Calculating Sensitivity, Specificity, and Predictive Values for Correlated Eye Data

• Published in: Investigative ophthalmology & visual science Vol. 61; no. 11; p. 29
• Main Authors: Ying, Gui-Shuang, Maguire, Maureen G., Glynn, Robert J., Rosner, Bernard
• Format: Journal Article
• Language: English
• Published: United States The Association for Research in Vision and Ophthalmology 01.09.2020
• Subjects: Female; Focus on Data; Gestational Age; Humans; Infant; Male; Ophthalmoscopy - methods; Predictive Value of Tests; Retina - pathology; Retinopathy of Prematurity - diagnosis; ROC Curve; Telemedicine - methods
• ISSN: 1552-5783; 0146-0404; 1552-5783
• DOI: 10.1167/iovs.61.11.29

To describe and demonstrate appropriate statistical approaches for estimating sensitivity, specificity, predictive values and their 95% confidence intervals (95% CI) for correlated eye data.
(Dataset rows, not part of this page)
use narwhal_core::{Algorithm, Graph};
use narwhal_gateway::{Dispatcher, ErrorCode, GatewayConfig, WireError};
use narwhal_layout::{AlgorithmRegistry, LayoutEngine, LayoutInvoker, LayoutMonitor};
use serde_json::{Value, json};
use std::time::Duration;

fn dispatcher() -> Dispatcher {
    Dispatcher::new(&GatewayConfig::default())
}

async fn call(d: &Dispatcher, method: &str, params: Value) -> Result<Value, WireError> {
    d.call(method, params).await
}

async fn ok(d: &Dispatcher, method: &str, params: Value) -> Value {
    match call(d, method, params).await {
        Ok(value) => value,
        Err(err) => panic!("{method} failed: {err}"),
    }
}

async fn code(d: &Dispatcher, method: &str, params: Value) -> ErrorCode {
    call(d, method, params).await.unwrap_err().code
}

fn encoded(value: Value) -> Value {
    serde_json::from_str(value.as_str().unwrap()).unwrap()
}

#[tokio::test]
async fn two_nodes_and_an_edge_round_trip() {
    let d = dispatcher();
    let root = ok(&d, "createGraph", Value::Null).await;
    assert_eq!(root, json!({ "graph": 1, "node": 0 }));

    let a = ok(&d, "createNode", json!({ "parent": root, "text": "A" })).await;
    let b = ok(&d, "createNode", json!({ "parent": root, "text": "B" })).await;
    let e = ok(
        &d,
        "createEdge",
        json!({ "parent": root, "relId": "e1", "source": a, "target": b }),
    )
    .await;
    assert_eq!(e, json!({ "graph": 1, "edge": 0 }));

    ok(&d, "layout", json!({ "graph": 1 })).await;
    let doc = encoded(ok(&d, "encode", json!({ "graph": 1 })).await);

    let children = doc["children"].as_array().unwrap();
    assert_eq!(children.len(), 2);
    assert_eq!(children[0]["id"], "root-A");
    assert_eq!(children[1]["id"], "root-B");
    for child in children {
        assert!(child["width"].as_f64().unwrap() > 0.0);
        assert!(child["height"].as_f64().unwrap() > 0.0);
    }
    let x = |node: &Value| node["x"].as_f64().unwrap_or(0.0);
    assert!(x(&children[1]) > x(&children[0]));
    let edge = &doc["edges"][0];
    assert_eq!(edge["id"], "root-e1");
    assert_eq!(edge["sources"], json!(["root-A"]));
    assert_eq!(edge["targets"], json!(["root-B"]));

    let bare = encoded(ok(&d, "encode", json!({ "graph": 1, "omitLayout": true })).await);
    assert!(bare["children"][0].get("x").is_none());
    assert!(bare["edges"][0].get("sections").is_none());
}

#[tokio::test]
async fn identifiers_follow_the_graph_policy() {
    let d = dispatcher();
    let root = ok(&d, "createGraph", json!({})).await;
    let x1 = ok(&d, "createNode", json!({ "parent": root, "text": "X" })).await;
    let x2 = ok(&d, "createNode", json!({ "parent": root, "text": "X" })).await;
    assert_ne!(x1, x2);
    assert_eq!(ok(&d, "identifier", json!({ "element": x1 })).await, "root-X");
    assert_eq!(ok(&d, "identifier", json!({ "element": x2 })).await, "root-X");

    let strict = ok(&d, "createGraph", json!({ "idPolicy": "strict" })).await;
    ok(&d, "createNode", json!({ "parent": strict, "text": "X" })).await;
    assert_eq!(
        code(&d, "createNode", json!({ "parent": strict, "text": "X" })).await,
        ErrorCode::DuplicateIdentifier
    );

    let auto = ok(&d, "createGraph", json!({ "idPolicy": "autoSuffix" })).await;
    ok(&d, "createNode", json!({ "parent": auto, "text": "X" })).await;
    let second = ok(&d, "createNode", json!({ "parent": auto, "text": "X" })).await;
    assert_eq!(ok(&d, "identifier", json!({ "element": second })).await, "root-X_1");

    let suffixed = ok(
        &d,
        "createNode",
        json!({ "parent": root, "text": "Y", "idSuffix": "#2" }),
    )
    .await;
    assert_eq!(ok(&d, "identifier", json!({ "element": suffixed })).await, "root-Y#2");
}

#[tokio::test]
async fn ports_labels_and_min_sizes() {
    let d = dispatcher();
    let root = ok(&d, "createGraph", json!({})).await;
    let a = ok(&d, "createNode", json!({ "parent": root, "text": "A" })).await;
    let p = ok(&d, "createPort", json!({ "parent": a, "text": "out" })).await;
    assert_eq!(ok(&d, "identifier", json!({ "element": p })).await, "root-A-out");

    let e = ok(&d, "createEdge", json!({ "parent": root, "relId": "e" })).await;
    let label = ok(
        &d,
        "createLabel",
        json!({ "text": "calls", "parent": e, "relId": "lbl" }),
    )
    .await;
    assert_eq!(ok(&d, "identifier", json!({ "element": label })).await, "root-e-lbl");

    let min = ok(
        &d,
        "setMinSize",
        json!({ "node": a, "width": 120.0, "height": 80.0 }),
    )
    .await;
    assert_eq!(min, Value::Null);
    assert_eq!(
        code(&d, "setMinSize", json!({ "node": a, "width": -5.0, "height": 10.0 })).await,
        ErrorCode::InvalidParams
    );
    ok(&d, "layout", json!({ "graph": 1 })).await;
    let doc = encoded(ok(&d, "encode", json!({ "graph": 1 })).await);
    let node = &doc["children"][0];
    assert!(node["width"].as_f64().unwrap() >= 120.0);
    assert!(node["height"].as_f64().unwrap() >= 80.0);
    assert_eq!(node["ports"][0]["width"], 10.0);
    assert_eq!(node["ports"][0]["height"], 10.0);
}

#[tokio::test]
async fn bad_requests_get_specific_codes() {
    let d = dispatcher();
    assert_eq!(code(&d, "encode", json!({ "graph": 9 })).await, ErrorCode::UnknownGraph);
    assert_eq!(code(&d, "shutdown", Value::Null).await, ErrorCode::UnknownMethod);

    let root = ok(&d, "createGraph", Value::Null).await;
    assert_eq!(
        code(&d, "createNode", json!({ "parent": root })).await,
        ErrorCode::InvalidParams
    );
    assert_eq!(
        code(
            &d,
            "createNode",
            json!({ "parent": { "graph": 1, "node": 0, "port": 0 }, "text": "A" })
        )
        .await,
        ErrorCode::InvalidParams
    );
    assert_eq!(
        code(
            &d,
            "createNode",
            json!({ "parent": { "graph": 1, "node": 42 }, "text": "A" })
        )
        .await,
        ErrorCode::UnknownElement
    );
    assert_eq!(
        code(
            &d,
            "createEdge",
            json!({ "parent": root, "relId": "e", "source": { "graph": 1, "node": 0 } })
        )
        .await,
        ErrorCode::InvalidParams
    );
    assert_eq!(
        code(
            &d,
            "createEdge",
            json!({
                "parent": root,
                "relId": "e",
                "source": { "graph": 1, "node": 0 },
                "target": { "graph": 1, "port": 3 }
            })
        )
        .await,
        ErrorCode::UnknownElement
    );
    assert_eq!(
        code(&d, "identifier", json!({ "element": { "graph": 1, "label": 99 } })).await,
        ErrorCode::UnknownElement
    );
    assert_eq!(
        code(&d, "decode", json!({ "json": "{ \"children\": [] }" })).await,
        ErrorCode::Decode
    );
}

#[tokio::test]
async fn malformed_lines_are_answered() {
    let d = dispatcher();
    let garbage = d.handle_line("not json").await;
    assert_eq!(garbage.id, Value::Null);
    assert_eq!(garbage.error.unwrap().code, ErrorCode::InvalidRequest);

    let no_method = d.handle_line(r#"{"id": 5, "params": {}}"#).await;
    assert_eq!(no_method.id, json!(5));
    assert_eq!(no_method.error.unwrap().code, ErrorCode::InvalidRequest);

    let fine = d
        .handle_line(r#"{"id": "x", "method": "createGraph"}"#)
        .await;
    assert_eq!(fine.id, json!("x"));
    assert_eq!(fine.result.unwrap(), json!({ "graph": 1, "node": 0 }));
}

#[tokio::test]
async fn decoded_graphs_need_root_options_to_lay_out() {
    let d = dispatcher();
    let bare = ok(
        &d,
        "decode",
        json!({ "json": r#"{ "id": "g", "children": [{ "id": "n" }] }"# }),
    )
    .await;
    assert_eq!(bare, json!({ "graph": 1, "node": 0 }));
    assert_eq!(code(&d, "layout", json!({ "graph": 1 })).await, ErrorCode::Layout);

    let text = r#"{
        "id": "g",
        "layoutOptions": { "algorithm": "layered", "hierarchyHandling": "INCLUDE_CHILDREN" },
        "children": [{ "id": "n", "width": 30, "height": 20 }]
    }"#;
    ok(&d, "decode", json!({ "json": text })).await;
    ok(&d, "layout", json!({ "graph": 2 })).await;
    let doc = encoded(ok(&d, "encode", json!({ "graph": 2 })).await);
    assert_eq!(doc["id"], "g");
    assert_eq!(doc["children"][0]["id"], "n");
}

#[tokio::test]
async fn layout_only_offers_configured_algorithms() {
    let config = GatewayConfig {
        algorithms: vec![Algorithm::Fixed],
        ..GatewayConfig::default()
    };
    let d = Dispatcher::new(&config);
    assert_eq!(
        ok(&d, "algorithms", Value::Null).await,
        json!(["org.eclipse.elk.fixed"])
    );
    ok(&d, "createGraph", Value::Null).await;
    let err = call(&d, "layout", json!({ "graph": 1 })).await.unwrap_err();
    assert_eq!(err.code, ErrorCode::Layout);
    assert!(err.message.contains("org.eclipse.elk.layered"));
}

#[tokio::test]
async fn released_graphs_are_gone() {
    let d = dispatcher();
    ok(&d, "createGraph", Value::Null).await;
    assert_eq!(ok(&d, "releaseGraph", json!({ "graph": 1 })).await, json!(true));
    assert!(d.store().is_empty());
    assert_eq!(code(&d, "releaseGraph", json!({ "graph": 1 })).await, ErrorCode::UnknownGraph);
    assert_eq!(code(&d, "encode", json!({ "graph": 1 })).await, ErrorCode::UnknownGraph);
    let next = ok(&d, "createGraph", Value::Null).await;
    assert_eq!(next["graph"], 2);
}

/// Spins until the monitor interrupts it.
struct Stalling;

impl LayoutEngine for Stalling {
    fn algorithm(&self) -> Algorithm {
        Algorithm::Layered
    }

    fn layout(&self, _graph: &mut Graph, monitor: &LayoutMonitor) -> narwhal_layout::Result<()> {
        loop {
            monitor.check()?;
            std::thread::sleep(Duration::from_millis(1));
        }
    }
}

#[tokio::test]
async fn slow_layouts_time_out_and_release_the_graph() {
    let mut registry = AlgorithmRegistry::new();
    registry.register(Stalling);
    let config = GatewayConfig {
        layout_timeout_ms: Some(5_000),
        ..GatewayConfig::default()
    };
    let d = Dispatcher::with_invoker(&config, LayoutInvoker::new(registry));
    let root = ok(&d, "createGraph", Value::Null).await;
    ok(&d, "createNode", json!({ "parent": root, "text": "A" })).await;

    let err = call(&d, "layout", json!({ "graph": 1, "timeoutMs": 20 })).await.unwrap_err();
    assert_eq!(err.code, ErrorCode::Timeout);

    // The worker gives the graph back once it notices the cancellation.
    let doc = tokio::time::timeout(
        Duration::from_secs(5),
        call(&d, "encode", json!({ "graph": 1, "omitLayout": true })),
    )
    .await
    .unwrap()
    .unwrap();
    assert_eq!(encoded(doc)["children"][0]["id"], "root-A");
}
//! Serde mirror of the JSON interchange format.

use indexmap::IndexMap;
use serde::{Deserialize, Serialize};
use serde_json::Value;

#[derive(Debug, Clone, Default, Serialize, Deserialize)]
#[serde(rename_all = "camelCase")]
pub(crate) struct NodeDto {
    #[serde(default)]
    pub id: Option<String>,
    #[serde(default, skip_serializing_if = "Option::is_none")]
    pub x: Option<f64>,
    #[serde(default, skip_serializing_if = "Option::is_none")]
    pub y: Option<f64>,
    #[serde(default, skip_serializing_if = "Option::is_none")]
    pub width: Option<f64>,
    #[serde(default, skip_serializing_if = "Option::is_none")]
    pub height: Option<f64>,
    #[serde(
        default,
        alias = "properties",
        skip_serializing_if = "IndexMap::is_empty"
    )]
    pub layout_options: IndexMap<String, Value>,
    #[serde(default, skip_serializing_if = "Vec::is_empty")]
    pub labels: Vec<LabelDto>,
    #[serde(default, skip_serializing_if = "Vec::is_empty")]
    pub ports: Vec<PortDto>,
    #[serde(default, skip_serializing_if = "Vec::is_empty")]
    pub children: Vec<NodeDto>,
    #[serde(default, skip_serializing_if = "Vec::is_empty")]
    pub edges: Vec<EdgeDto>,
}

#[derive(Debug, Clone, Default, Serialize, Deserialize)]
pub(crate) struct PortDto {
    #[serde(default)]
    pub id: Option<String>,
    #[serde(default, skip_serializing_if = "Option::is_none")]
    pub x: Option<f64>,
    #[serde(default, skip_serializing_if = "Option::is_none")]
    pub y: Option<f64>,
    #[serde(default, skip_serializing_if = "Option::is_none")]
    pub width: Option<f64>,
    #[serde(default, skip_serializing_if = "Option::is_none")]
    pub height: Option<f64>,
    #[serde(default, skip_serializing_if = "Vec::is_empty")]
    pub labels: Vec<LabelDto>,
}

#[derive(Debug, Clone, Default, Serialize, Deserialize)]
pub(crate) struct LabelDto {
    #[serde(default)]
    pub id: Option<String>,
    #[serde(default)]
    pub text: String,
    #[serde(default, skip_serializing_if = "Option::is_none")]
    pub x: Option<f64>,
    #[serde(default, skip_serializing_if = "Option::is_none")]
    pub y: Option<f64>,
    #[serde(default, skip_serializing_if = "Option::is_none")]
    pub width: Option<f64>,
    #[serde(default, skip_serializing_if = "Option::is_none")]
    pub height: Option<f64>,
}

#[derive(Debug, Clone, Default, Serialize, Deserialize)]
pub(crate) struct EdgeDto {
    #[serde(default)]
    pub id: Option<String>,
    #[serde(default)]
    pub sources: Vec<String>,
    #[serde(default)]
    pub targets: Vec<String>,
    #[serde(default, skip_serializing_if = "Vec::is_empty")]
    pub labels: Vec<LabelDto>,
    #[serde(default, skip_serializing_if = "Vec::is_empty")]
    pub sections: Vec<SectionDto>,
}

#[derive(Debug, Clone, Default, Serialize, Deserialize)]
#[serde(rename_all = "camelCase")]
pub(crate) struct SectionDto {
    #[serde(default)]
    pub id: Option<String>,
    pub start_point: PointDto,
    pub end_point: PointDto,
    #[serde(default, skip_serializing_if = "Vec::is_empty")]
    pub bend_points: Vec<PointDto>,
    #[serde(default, skip_serializing_if = "Option::is_none")]
    pub incoming_shape: Option<String>,
    #[serde(default, skip_serializing_if = "Option::is_none")]
    pub outgoing_shape: Option<String>,
}

#[derive(Debug, Clone, Copy, Default, Serialize, Deserialize)]
pub(crate) struct PointDto {
    pub x: f64,
    pub y: f64,
}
We described generalized estimating equations (GEE) and cluster bootstrap to account for inter-eye correlation and applied them for analyzing the data from a clinical study of telemedicine for the detection of retinopathy of prematurity (ROP). Among 100 infants (200 eyes) selected for analysis, 20 infants had referral-warranted ROP (RW-ROP) in both eyes and 9 infants with RW-ROP only in one eye based on clinical eye examination. In the per-eye analysis that included both eyes of an infant, the image evaluation for RW-ROP had sensitivity of 83.7% and specificity of 86.8%. The 95% CI's from the naïve approach that ignored the inter-eye correlation were narrower than those of the GEE approach and cluster bootstrap for both sensitivity (width of 95% CI: 22.4% vs. 23.2% vs. 23.9%) and specificity (11.4% vs. 12.5% vs. 11.6%). The 95% CIs for sensitivity and specificity calculated from left eyes and right eyes separately were wider (35.2% and 30.8% respectively for sensitivity, 25.4% and 17.3% respectively for specificity). When an ocular test is performed in both eyes of some or all of the study subjects, the statistical analyses are best performed at the eye-level and account for the inter-eye correlation by using either the GEE or cluster bootstrap. Ignoring the inter-eye correlation results in 95% CIs that are inappropriately narrow and analyzing data from two eyes separately are not efficient.